The Waterton Glacier International Peace Park was designated as a World Heritage site by UNESCO’s World Heritage Committee under the following criteria:
Criterion (vii): Both national parks were originally designated by their respective nations because of their superlative mountain scenery, their high topographic relief, glacial landforms, and abundant diversity of wildlife and wildflowers.
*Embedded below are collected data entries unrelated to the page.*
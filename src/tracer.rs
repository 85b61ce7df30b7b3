//! Explicit, build-time-threaded instrumentation hooks (§4.8).
//!
//! Upstream's `DebugTrace` mutates module-scope globals during parser
//! *construction* to propagate a tracer and scope string down the tree,
//! then restores them; that global is eliminated here. A [`Tracer`] is an
//! ordinary value (`Rc<dyn Tracer>`) wrapped around a parser by
//! [`traced`] at construction time, carrying its own scope string and a
//! tracking number assigned once per wrapped node — not a counter touched
//! per invocation. There is no automatic `catch_unwind`-based panic
//! recovery: a Rust panic is never treated as a parser outcome here, and
//! [`Tracer::panic`] exists only for a caller's own code to invoke
//! deliberately.

use crate::context::{MatchStatus, ParserContext};
use crate::error::ParseError;
use crate::kernel::ParserFn;
use std::cell::Cell;
use std::fmt::Debug;
use std::rc::Rc;

/// Three callbacks bundled as a trait, matching the upstream `before`,
/// `after`, `panic` trio plus an explicit scope string and tracking
/// number.
pub trait Tracer {
    fn before(&self, scope: &str, tracking_no: u64, class_name: &str);
    fn after(&self, scope: &str, tracking_no: u64, class_name: &str, status: MatchStatus);
    fn panic(&self, scope: &str, tracking_no: u64, class_name: &str, payload: &str);
}

/// No-op default; attaching no tracer at all is equivalent to this.
pub struct NullTracer;

impl Tracer for NullTracer {
    fn before(&self, _scope: &str, _tracking_no: u64, _class_name: &str) {}
    fn after(&self, _scope: &str, _tracking_no: u64, _class_name: &str, _status: MatchStatus) {}
    fn panic(&self, _scope: &str, _tracking_no: u64, _class_name: &str, _payload: &str) {}
}

/// A `println!`-based tracer gated by the crate's own [`crate::logger::Log`]
/// ordering, matching `lang-pt`'s debug-instrumentation convention rather
/// than the `log`/`tracing` crates.
pub struct LogTracer(pub crate::logger::Log<&'static str>);

impl Tracer for LogTracer {
    fn before(&self, scope: &str, tracking_no: u64, class_name: &str) {
        #[cfg(debug_assertions)]
        if self.0.at_least(&crate::logger::Log::Verbose("")) {
            println!("[{}:{}#{}] entering", scope, class_name, tracking_no);
        }
        #[cfg(not(debug_assertions))]
        let _ = (scope, tracking_no, class_name);
    }

    fn after(&self, scope: &str, tracking_no: u64, class_name: &str, status: MatchStatus) {
        #[cfg(debug_assertions)]
        if self.0.at_least(&crate::logger::Log::Success("")) {
            println!("[{}:{}#{}] {:?}", scope, class_name, tracking_no, status);
        }
        #[cfg(not(debug_assertions))]
        let _ = (scope, tracking_no, class_name, status);
    }

    fn panic(&self, scope: &str, tracking_no: u64, class_name: &str, payload: &str) {
        #[cfg(debug_assertions)]
        println!("[{}:{}#{}] panic: {}", scope, class_name, tracking_no, payload);
        #[cfg(not(debug_assertions))]
        let _ = (scope, tracking_no, class_name, payload);
    }
}

/// Monotonically increasing tracking-number source, threaded explicitly
/// through combinator construction rather than stored in a global.
/// `Cell`-based: fine for the single-threaded construction phase this
/// crate assumes throughout (§5).
pub struct TrackingCounter(Cell<u64>);

impl Default for TrackingCounter {
    fn default() -> Self {
        TrackingCounter::new()
    }
}

impl TrackingCounter {
    pub fn new() -> Self {
        TrackingCounter(Cell::new(0))
    }

    pub fn next(&self) -> u64 {
        let n = self.0.get();
        self.0.set(n + 1);
        n
    }
}

/// Wrap `inner` so every invocation reports through `tracer`, tagged with
/// `scope`, `class_name`, and a tracking number drawn from `counter` once
/// at construction time (one tracking number per node in the built tree,
/// mirroring how upstream assigns one debugger per production node rather
/// than per call).
pub fn traced<V: Clone + PartialEq + Debug + 'static>(
    scope: &'static str,
    class_name: &'static str,
    tracer: Rc<dyn Tracer>,
    counter: &TrackingCounter,
    inner: ParserFn<V>,
) -> ParserFn<V> {
    let tracking_no = counter.next();
    Rc::new(move |ctx: ParserContext<'_, V>| -> Result<ParserContext<'_, V>, ParseError> {
        tracer.before(scope, tracking_no, class_name);
        let result = inner(ctx);
        match &result {
            Ok(out) => tracer.after(scope, tracking_no, class_name, out.match_status),
            Err(_) => tracer.after(scope, tracking_no, class_name, MatchStatus::Error),
        }
        result
    })
}

#[cfg(test)]
mod __tests__ {
    use super::*;
    use crate::context::ParserContext;
    use crate::primitives::string::seq;
    use std::cell::RefCell;

    struct RecordingTracer(RefCell<Vec<String>>);

    impl Tracer for RecordingTracer {
        fn before(&self, scope: &str, tracking_no: u64, class_name: &str) {
            self.0.borrow_mut().push(format!("before:{}:{}:{}", scope, class_name, tracking_no));
        }
        fn after(&self, scope: &str, tracking_no: u64, class_name: &str, status: MatchStatus) {
            self.0
                .borrow_mut()
                .push(format!("after:{}:{}:{}:{:?}", scope, class_name, tracking_no, status));
        }
        fn panic(&self, _scope: &str, _tracking_no: u64, _class_name: &str, _payload: &str) {}
    }

    #[test]
    fn wraps_invocation_with_before_and_after() {
        let tracer = Rc::new(RecordingTracer(RefCell::new(Vec::new())));
        let counter = TrackingCounter::new();
        let p = traced("root", "Seq", tracer.clone(), &counter, seq("foo"));
        let ctx = ParserContext::from_str("foobar");
        let result = p(ctx).unwrap();
        assert_eq!(result.match_status, MatchStatus::Matched);
        let log = tracer.0.borrow();
        assert_eq!(log[0], "before:root:Seq:0");
        assert_eq!(log[1], "after:root:Seq:0:Matched");
    }

    #[test]
    fn tracking_numbers_assigned_once_at_construction() {
        let tracer = Rc::new(RecordingTracer(RefCell::new(Vec::new())));
        let counter = TrackingCounter::new();
        let a = traced("s", "A", tracer.clone(), &counter, seq("a"));
        let b = traced("s", "B", tracer.clone(), &counter, seq("b"));
        assert_eq!(a(ParserContext::from_str("a")).unwrap().match_status, MatchStatus::Matched);
        assert_eq!(b(ParserContext::from_str("b")).unwrap().match_status, MatchStatus::Matched);
        let log = tracer.0.borrow();
        assert!(log.iter().any(|l| l.contains("A:0")));
        assert!(log.iter().any(|l| l.contains("B:1")));
    }
}
//! The production-rule engine (§4.6): an iterative, precedence-ordered
//! rewriter over an AST slice, expressed in the same combinator algebra
//! as source parsers but run over an object source of `AstNode` items.
//! Wired up as a [`TransformerFn`] so it composes with [`crate::combinators::trans`]
//! the same way every other post-match rewrite does.

use crate::ast::{AstNode, Payload};
use crate::context::{MatchStatus, ParserContext};
use crate::error::ParseError;
use crate::kernel::{ParserFn, TransformContext, TransformerFn};
use crate::primitives::object;
use std::rc::Rc;

/// One precedence layer: an ordered list of rewrite rules and a scan
/// direction. `rtol = true` means rightmost match wins (scan positions
/// from the end of the slice backward).
#[derive(Clone)]
pub struct Precedence {
    pub rules: Vec<ParserFn<AstNode>>,
    pub rtol: bool,
}

impl Precedence {
    pub fn new(rules: Vec<ParserFn<AstNode>>) -> Self {
        Precedence { rules, rtol: false }
    }

    pub fn rtol(rules: Vec<ParserFn<AstNode>>) -> Self {
        Precedence { rules, rtol: true }
    }
}

/// Recover the plain `AstNode` an object-source primitive (`Any`,
/// `ObjClassFn`, ...) wrapped while matching over an `AstNode` slice,
/// mirroring the upstream `unwrapOperandItem` helper: without it, every
/// rule would have to downcast the wrapper itself.
fn unwrap_operand_item() -> TransformerFn {
    Rc::new(|_ctx, asts| {
        let node = asts
            .into_iter()
            .next()
            .ok_or_else(|| ParseError::new(0, "Transformer:unwrapOperandItem: empty suffix"))?;
        let position = node.source_span.position;
        let inner = object::unwrap_item::<AstNode>(&node.payload).ok_or_else(|| {
            ParseError::new(position, "Transformer:unwrapOperandItem: not an object-source item")
        })?;
        Ok(vec![inner])
    })
}

/// A rule fragment that matches (and unwraps) any single AST item,
/// regardless of class or payload.
pub fn any_operand() -> ParserFn<AstNode> {
    crate::combinators::trans(object::any::<AstNode>(), vec![unwrap_operand_item()])
}

/// A rule fragment that matches (and unwraps) a single AST item whose
/// class name is `class_name` and whose `String` payload is one of
/// `values` — the shape every worked grammar uses to recognize an
/// operator token produced earlier in the same parse.
pub fn is_operator(class_name: &'static str, values: Vec<&'static str>) -> ParserFn<AstNode> {
    let matcher = object::obj_class_fn(move |item: &AstNode| {
        item.class_name == class_name
            && matches!(&item.payload, Payload::String(s) if values.iter().any(|v| v == s))
    });
    crate::combinators::trans(matcher, vec![unwrap_operand_item()])
}

/// Run the production-rule driver over `asts`: repeatedly scan the
/// precedence layers in order, splice in the first matching rule's
/// output at the first position its layer's direction finds, and restart
/// from the highest-precedence layer. Terminates successfully once
/// `check` matches the current slice; fails with
/// [`ProductionError::Unparsed`]-equivalent message if a full pass finds
/// no rewrite and `check` still does not match.
pub fn production_rule(precedences: Vec<Precedence>, check: ParserFn<AstNode>) -> TransformerFn {
    Rc::new(move |tctx: &TransformContext, asts: Vec<AstNode>| {
        let mut asts = asts;
        'pass: loop {
            for prec in &precedences {
                let n = asts.len();
                for i in 0..=n {
                    let pos = if prec.rtol { n - i } else { i };
                    for rule in &prec.rules {
                        let mut ctx = ParserContext::from_slice(&asts);
                        ctx.tag = tctx.tag.clone();
                        ctx.position = pos;
                        let out = rule(ctx)?;
                        if out.match_status != MatchStatus::Matched {
                            continue;
                        }
                        let consumed_to = out.position;
                        let replacement = out.ast_stack;
                        let mut spliced = Vec::with_capacity(asts.len());
                        spliced.extend_from_slice(&asts[0..pos]);
                        spliced.extend(replacement);
                        spliced.extend_from_slice(&asts[consumed_to..]);
                        asts = spliced;
                        continue 'pass;
                    }
                }
            }

            let mut check_ctx = ParserContext::from_slice(&asts);
            check_ctx.tag = tctx.tag.clone();
            let checked = check(check_ctx)?;
            if checked.match_status == MatchStatus::Matched {
                return Ok(asts);
            }
            return Err(ParseError::new(tctx.position, "production rules not matched"));
        }
    })
}
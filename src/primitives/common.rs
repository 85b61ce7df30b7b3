//! Shared plumbing for leaf parsers: a single wrapper that tags a
//! hand-rolled match/no-match body with a class name, mirroring the Go
//! source's `LightBaseParser` (a leaf never loops or backtracks itself;
//! it either advances once or leaves the context untouched).

use crate::context::{MatchStatus, ParserContext};
use crate::error::ParseError;
use crate::kernel::ParserFn;
use std::fmt::Debug;
use std::rc::Rc;

/// Build a leaf parser from a body that mutates `ctx` in place. The body
/// must set `ctx.match_status` to `Matched` on success (having already
/// pushed whatever AST node and advanced `position`/`length`); it is
/// entered with `match_status` already reset to `Unmatched`, so a body
/// that does nothing on failure is automatically correct.
pub fn leaf<V: Clone + PartialEq + Debug + 'static>(
    class_name: &'static str,
    body: impl Fn(&mut ParserContext<'_, V>) + 'static,
) -> ParserFn<V> {
    Rc::new(
        move |mut ctx: ParserContext<'_, V>| -> Result<ParserContext<'_, V>, ParseError> {
            ctx.match_status = MatchStatus::Unmatched;
            ctx.length = 0;
            body(&mut ctx);
            ctx.class_name = std::borrow::Cow::Borrowed(class_name);
            Ok(ctx)
        },
    )
}

/// Lead-byte test for the start of a UTF-8 sequence. Fixed range: the
/// upstream word-boundary back-scan used `0xc2..=0xf0, 0xf3`, silently
/// omitting `0xf1, 0xf2, 0xf4` and mis-detecting boundaries just before
/// some 4-byte sequences. `0x00..=0x7F ∪ 0xC2..=0xF4` is the correct set.
pub fn is_utf8_lead_byte(b: u8) -> bool {
    b <= 0x7F || (0xC2..=0xF4).contains(&b)
}

/// Decode the Unicode scalar starting at byte offset `pos`, if any.
/// Returns the char and its UTF-8 length in bytes.
pub fn next_char(s: &str, pos: usize) -> Option<(char, usize)> {
    s.get(pos..)?.chars().next().map(|c| (c, c.len_utf8()))
}

/// Decode the Unicode scalar immediately before byte offset `pos`, by
/// scanning backward for a lead byte using [`is_utf8_lead_byte`].
pub fn prev_char(s: &str, pos: usize) -> Option<(char, usize)> {
    if pos == 0 {
        return None;
    }
    let bytes = s.as_bytes();
    let mut i = pos - 1;
    while i > 0 && !is_utf8_lead_byte(bytes[i]) {
        i -= 1;
    }
    s.get(i..pos)?.chars().next().map(|c| (c, pos - i))
}

pub const HT: char = '\u{09}';
pub const LF: char = '\u{0A}';
pub const VT: char = '\u{0B}';
pub const FF: char = '\u{0C}';
pub const CR: char = '\u{0D}';
pub const SP: char = '\u{20}';
pub const NEL: char = '\u{85}';
pub const NBSP: char = '\u{A0}';

pub fn is_whitespace(c: char) -> bool {
    matches!(c, HT | LF | VT | FF | CR | SP | NEL | NBSP)
}

pub fn is_whitespace_no_line_break(c: char) -> bool {
    is_whitespace(c) && !is_line_break(c)
}

pub fn is_line_break(c: char) -> bool {
    matches!(c, LF | VT | FF | CR | NEL)
}

/// ASCII-only, matching the upstream `isWord`: `[A-Za-z0-9_]`.
pub fn is_word(c: char) -> bool {
    c.is_ascii_alphanumeric() || c == '_'
}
Criterion (ix): The property occupies a pivotal position in the Western Cordillera of North America resulting in the evolution of plant communities and ecological complexes that occur nowhere else in the world. Maritime weather systems unimpeded by mountain ranges to the north and south allow plants and animals characteristic of the Pacific Northwest to extend to and across the continental divide in the park. To the east, prairie communities nestle against the mountains with no intervening foothills, producing an interface of prairie, montane and alpine communities. The international peace park includes the headwaters of three major watersheds draining through significantly different biomes to different oceans. The biogeographical significance of this tri-ocean divide is increased by the many vegetated connections between the headwaters. The net effect is to create a unique assemblage and high diversity of flora and fauna concentrated in a small area.
Date of Inscription: 1995
Recent wildfires have revealed ancient Blackfoot campsites and ceremonial grounds. Waterton has always held a big place in my heart. Growing in nearby Piikani and Kainai, Waterton is full of amazing places to camp, hike and explore. The lake is pristine, the Blackfoot people are beautiful and views are like no other. Waterton Glacier International Peace Park is the best National Park setting you will ever visit. There are fewer visitors and tourists than nearby Banff National Park, so you can say this once hidden gem is hidden no more.